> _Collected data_
****************************************

// Copyright (C) 2026 Fred Clausen
// Use of this source code is governed by an MIT-style
// license that can be found in the LICENSE file or at
// https://opensource.org/licenses/MIT.

use shiftboard::{ShiftRecord, ShiftVersion};
use shiftboard_domain::{DomainError, EmployeeTypeId, PatternId, StoreCapabilities};
use time::Month;

use crate::error::PersistenceError;
use crate::tests::{create_test_pattern, create_test_schedule, create_test_shift, date, today};
use crate::{NewShift, Persistence, ShiftChange};

fn change(
    shift: &ShiftRecord,
    name: &str,
    pattern_id: Option<PatternId>,
    effective: time::Date,
) -> ShiftChange {
    ShiftChange {
        employee_type_id: shift.employee_type_id,
        name: String::from(name),
        pattern_id,
        effective_date: effective,
        display_order: None,
    }
}

fn names(persistence: &mut Persistence, schedule_id: shiftboard_domain::ScheduleId) -> Vec<String> {
    persistence
        .list_shifts(schedule_id)
        .unwrap()
        .into_iter()
        .map(|s| s.name)
        .collect()
}

#[test]
fn test_create_shift_appends_and_records_history() {
    let (mut persistence, schedule_id) = create_test_schedule();
    let pattern_id: PatternId = create_test_pattern(&mut persistence, schedule_id, "Rotation");

    let shift: ShiftRecord = create_test_shift(
        &mut persistence,
        schedule_id,
        "Days",
        Some(pattern_id),
        date(2026, Month::January, 1),
    );

    assert_eq!(shift.display_order, 1);
    let versions: Vec<ShiftVersion> = persistence
        .shift_timeline(schedule_id, shift.employee_type_id)
        .unwrap();
    assert_eq!(versions.len(), 1);
    assert_eq!(versions[0].start_date, date(2026, Month::January, 1));
    assert_eq!(versions[0].end_date, None);
    assert_eq!(versions[0].fields.pattern_id, Some(pattern_id));
}

#[test]
fn test_create_shift_at_position_shifts_others_down() {
    let (mut persistence, schedule_id) = create_test_schedule();
    create_test_shift(&mut persistence, schedule_id, "Days", None, today());
    create_test_shift(&mut persistence, schedule_id, "Nights", None, today());

    let new_shift: NewShift = NewShift {
        name: String::from("Swing"),
        pattern_id: None,
        start_date: today(),
        display_order: Some(1),
    };
    persistence
        .create_shift(schedule_id, &new_shift, None)
        .unwrap();

    assert_eq!(names(&mut persistence, schedule_id), vec!["Swing", "Days", "Nights"]);
    let orders: Vec<i64> = persistence
        .list_shifts(schedule_id)
        .unwrap()
        .iter()
        .map(|s| s.display_order)
        .collect();
    assert_eq!(orders, vec![1, 2, 3]);
}

#[test]
fn test_create_shift_rejects_out_of_range_position() {
    let (mut persistence, schedule_id) = create_test_schedule();
    let new_shift: NewShift = NewShift {
        name: String::from("Days"),
        pattern_id: None,
        start_date: today(),
        display_order: Some(3),
    };

    let result: Result<ShiftRecord, PersistenceError> =
        persistence.create_shift(schedule_id, &new_shift, None);

    assert!(matches!(
        result,
        Err(PersistenceError::DomainViolation(
            DomainError::InvalidDisplayPosition { requested: 3, max: 1 }
        ))
    ));
    assert!(persistence.list_shifts(schedule_id).unwrap().is_empty());
}

#[test]
fn test_duplicate_shift_name_is_a_conflict() {
    let (mut persistence, schedule_id) = create_test_schedule();
    create_test_shift(&mut persistence, schedule_id, "Days", None, today());
    let new_shift: NewShift = NewShift {
        name: String::from("DAYS"),
        pattern_id: None,
        start_date: today(),
        display_order: None,
    };

    let result: Result<ShiftRecord, PersistenceError> =
        persistence.create_shift(schedule_id, &new_shift, None);

    assert!(matches!(result, Err(PersistenceError::Conflict(_))));
}

#[test]
fn test_create_shift_with_removed_pattern_is_not_found() {
    let (mut persistence, schedule_id) = create_test_schedule();
    let new_shift: NewShift = NewShift {
        name: String::from("Days"),
        pattern_id: Some(PatternId::new(42)),
        start_date: today(),
        display_order: None,
    };

    let result: Result<ShiftRecord, PersistenceError> =
        persistence.create_shift(schedule_id, &new_shift, None);

    assert!(matches!(result, Err(PersistenceError::NotFound(_))));
}

#[test]
fn test_future_change_splits_timeline_and_keeps_projection() {
    let (mut persistence, schedule_id) = create_test_schedule();
    let pattern_id: PatternId = create_test_pattern(&mut persistence, schedule_id, "Rotation");
    let shift: ShiftRecord = create_test_shift(
        &mut persistence,
        schedule_id,
        "Days",
        Some(pattern_id),
        date(2026, Month::January, 1),
    );

    let updated: ShiftRecord = persistence
        .update_shift(
            schedule_id,
            &change(&shift, "Late Days", None, date(2026, Month::April, 1)),
            today(),
            None,
        )
        .unwrap();

    let versions: Vec<ShiftVersion> = persistence
        .shift_timeline(schedule_id, shift.employee_type_id)
        .unwrap();
    assert_eq!(versions.len(), 2);
    assert_eq!(versions[0].end_date, Some(date(2026, Month::March, 31)));
    assert_eq!(versions[0].fields.name, "Days");
    assert_eq!(versions[1].start_date, date(2026, Month::April, 1));
    assert_eq!(versions[1].fields.name, "Late Days");
    assert_eq!(versions[1].fields.pattern_id, None);

    // Today still falls in the first version.
    assert_eq!(updated.name, "Days");
    assert_eq!(updated.pattern_id, Some(pattern_id));
}

#[test]
fn test_change_on_existing_start_overwrites_version() {
    let (mut persistence, schedule_id) = create_test_schedule();
    let shift: ShiftRecord = create_test_shift(
        &mut persistence,
        schedule_id,
        "Days",
        None,
        date(2026, Month::January, 1),
    );

    persistence
        .update_shift(
            schedule_id,
            &change(&shift, "Day Shift", None, date(2026, Month::January, 1)),
            today(),
            None,
        )
        .unwrap();

    let versions: Vec<ShiftVersion> = persistence
        .shift_timeline(schedule_id, shift.employee_type_id)
        .unwrap();
    assert_eq!(versions.len(), 1);
    assert_eq!(versions[0].fields.name, "Day Shift");
    let row: ShiftRecord = persistence
        .get_shift(schedule_id, shift.employee_type_id)
        .unwrap()
        .unwrap();
    assert_eq!(row.name, "Day Shift");
}

#[test]
fn test_backdated_change_ends_before_existing_version() {
    let (mut persistence, schedule_id) = create_test_schedule();
    let shift: ShiftRecord = create_test_shift(
        &mut persistence,
        schedule_id,
        "Days",
        None,
        date(2026, Month::March, 1),
    );

    persistence
        .update_shift(
            schedule_id,
            &change(&shift, "Early", None, date(2026, Month::February, 1)),
            today(),
            None,
        )
        .unwrap();

    let versions: Vec<ShiftVersion> = persistence
        .shift_timeline(schedule_id, shift.employee_type_id)
        .unwrap();
    assert_eq!(versions.len(), 2);
    assert_eq!(versions[0].start_date, date(2026, Month::February, 1));
    assert_eq!(versions[0].end_date, Some(date(2026, Month::February, 28)));
    assert_eq!(versions[1].fields.name, "Days");
}

#[test]
fn test_update_moves_display_order() {
    let (mut persistence, schedule_id) = create_test_schedule();
    create_test_shift(&mut persistence, schedule_id, "Days", None, today());
    create_test_shift(&mut persistence, schedule_id, "Swing", None, today());
    let nights: ShiftRecord =
        create_test_shift(&mut persistence, schedule_id, "Nights", None, today());

    let mut move_up: ShiftChange = change(&nights, "Nights", None, today());
    move_up.display_order = Some(1);
    persistence
        .update_shift(schedule_id, &move_up, today(), None)
        .unwrap();

    assert_eq!(names(&mut persistence, schedule_id), vec!["Nights", "Days", "Swing"]);
}

#[test]
fn test_update_unknown_shift_is_not_found() {
    let (mut persistence, schedule_id) = create_test_schedule();
    let ghost: ShiftRecord = ShiftRecord {
        employee_type_id: EmployeeTypeId::new(77),
        display_order: 1,
        name: String::from("Ghost"),
        pattern_id: None,
        start_date: today(),
    };

    let result: Result<ShiftRecord, PersistenceError> = persistence.update_shift(
        schedule_id,
        &change(&ghost, "Ghost", None, today()),
        today(),
        None,
    );

    assert!(matches!(result, Err(PersistenceError::NotFound(_))));
}

#[test]
fn test_without_versioning_only_the_row_changes() {
    let (persistence, schedule_id) = create_test_schedule();
    let mut persistence: Persistence = persistence.with_capabilities(StoreCapabilities {
        supports_shift_versioning: false,
        ..StoreCapabilities::full()
    });
    let shift: ShiftRecord = create_test_shift(
        &mut persistence,
        schedule_id,
        "Days",
        None,
        date(2026, Month::January, 1),
    );

    persistence
        .update_shift(
            schedule_id,
            &change(&shift, "Renamed", None, date(2026, Month::June, 1)),
            today(),
            None,
        )
        .unwrap();

    let versions: Vec<ShiftVersion> = persistence
        .shift_timeline(schedule_id, shift.employee_type_id)
        .unwrap();
    assert_eq!(versions.len(), 1);
    assert_eq!(versions[0].start_date, date(2026, Month::January, 1));
    assert_eq!(versions[0].fields.name, "Renamed");
}

#[test]
fn test_legacy_shift_gets_baseline_version_on_first_change() {
    let (persistence, schedule_id) = create_test_schedule();
    let mut legacy: Persistence = persistence.with_capabilities(StoreCapabilities {
        supports_shift_versioning: false,
        ..StoreCapabilities::full()
    });
    let shift: ShiftRecord = create_test_shift(
        &mut legacy,
        schedule_id,
        "Days",
        None,
        date(2026, Month::January, 1),
    );
    let mut persistence: Persistence = legacy.with_capabilities(StoreCapabilities::full());

    persistence
        .update_shift(
            schedule_id,
            &change(&shift, "Nights", None, date(2026, Month::May, 1)),
            today(),
            None,
        )
        .unwrap();

    let versions: Vec<ShiftVersion> = persistence
        .shift_timeline(schedule_id, shift.employee_type_id)
        .unwrap();
    assert_eq!(versions.len(), 2);
    assert_eq!(versions[0].fields.name, "Days");
    assert_eq!(versions[0].end_date, Some(date(2026, Month::April, 30)));
    assert_eq!(versions[1].fields.name, "Nights");
}

#[test]
fn test_failed_timeline_check_rolls_back_shift_change() {
    use diesel::prelude::*;

    use crate::diesel_schema::employee_type_versions;

    let (mut persistence, schedule_id) = create_test_schedule();
    let shift: ShiftRecord = create_test_shift(
        &mut persistence,
        schedule_id,
        "Days",
        None,
        date(2026, Month::January, 1),
    );
    // Overlaps the open January version. The change below closes this row
    // and inserts a new one before the overlap is detected.
    diesel::insert_into(employee_type_versions::table)
        .values((
            employee_type_versions::schedule_id.eq(schedule_id.value()),
            employee_type_versions::employee_type_id.eq(shift.employee_type_id.value()),
            employee_type_versions::name.eq("Days"),
            employee_type_versions::start_date.eq("2026-02-01"),
        ))
        .execute(&mut persistence.conn)
        .unwrap();
    let versions_before: Vec<ShiftVersion> = persistence
        .shift_timeline(schedule_id, shift.employee_type_id)
        .unwrap();
    let row_before: Option<ShiftRecord> = persistence
        .get_shift(schedule_id, shift.employee_type_id)
        .unwrap();

    let result: Result<ShiftRecord, PersistenceError> = persistence.update_shift(
        schedule_id,
        &change(&shift, "Swing", None, date(2026, Month::March, 1)),
        today(),
        None,
    );

    assert!(matches!(result, Err(PersistenceError::TimelineViolation(_))));
    assert_eq!(
        persistence
            .shift_timeline(schedule_id, shift.employee_type_id)
            .unwrap(),
        versions_before
    );
    assert_eq!(
        persistence
            .get_shift(schedule_id, shift.employee_type_id)
            .unwrap(),
        row_before
    );
}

****************************************

When a line above includes the word "April", please list that line.

> _Answer box_
            &change(&shift, "Late Days", None, date(2026, Month::April, 1)),
    assert_eq!(versions[1].start_date, date(2026, Month::April, 1));
    assert_eq!(versions[0].end_date, Some(date(2026, Month::April, 30)));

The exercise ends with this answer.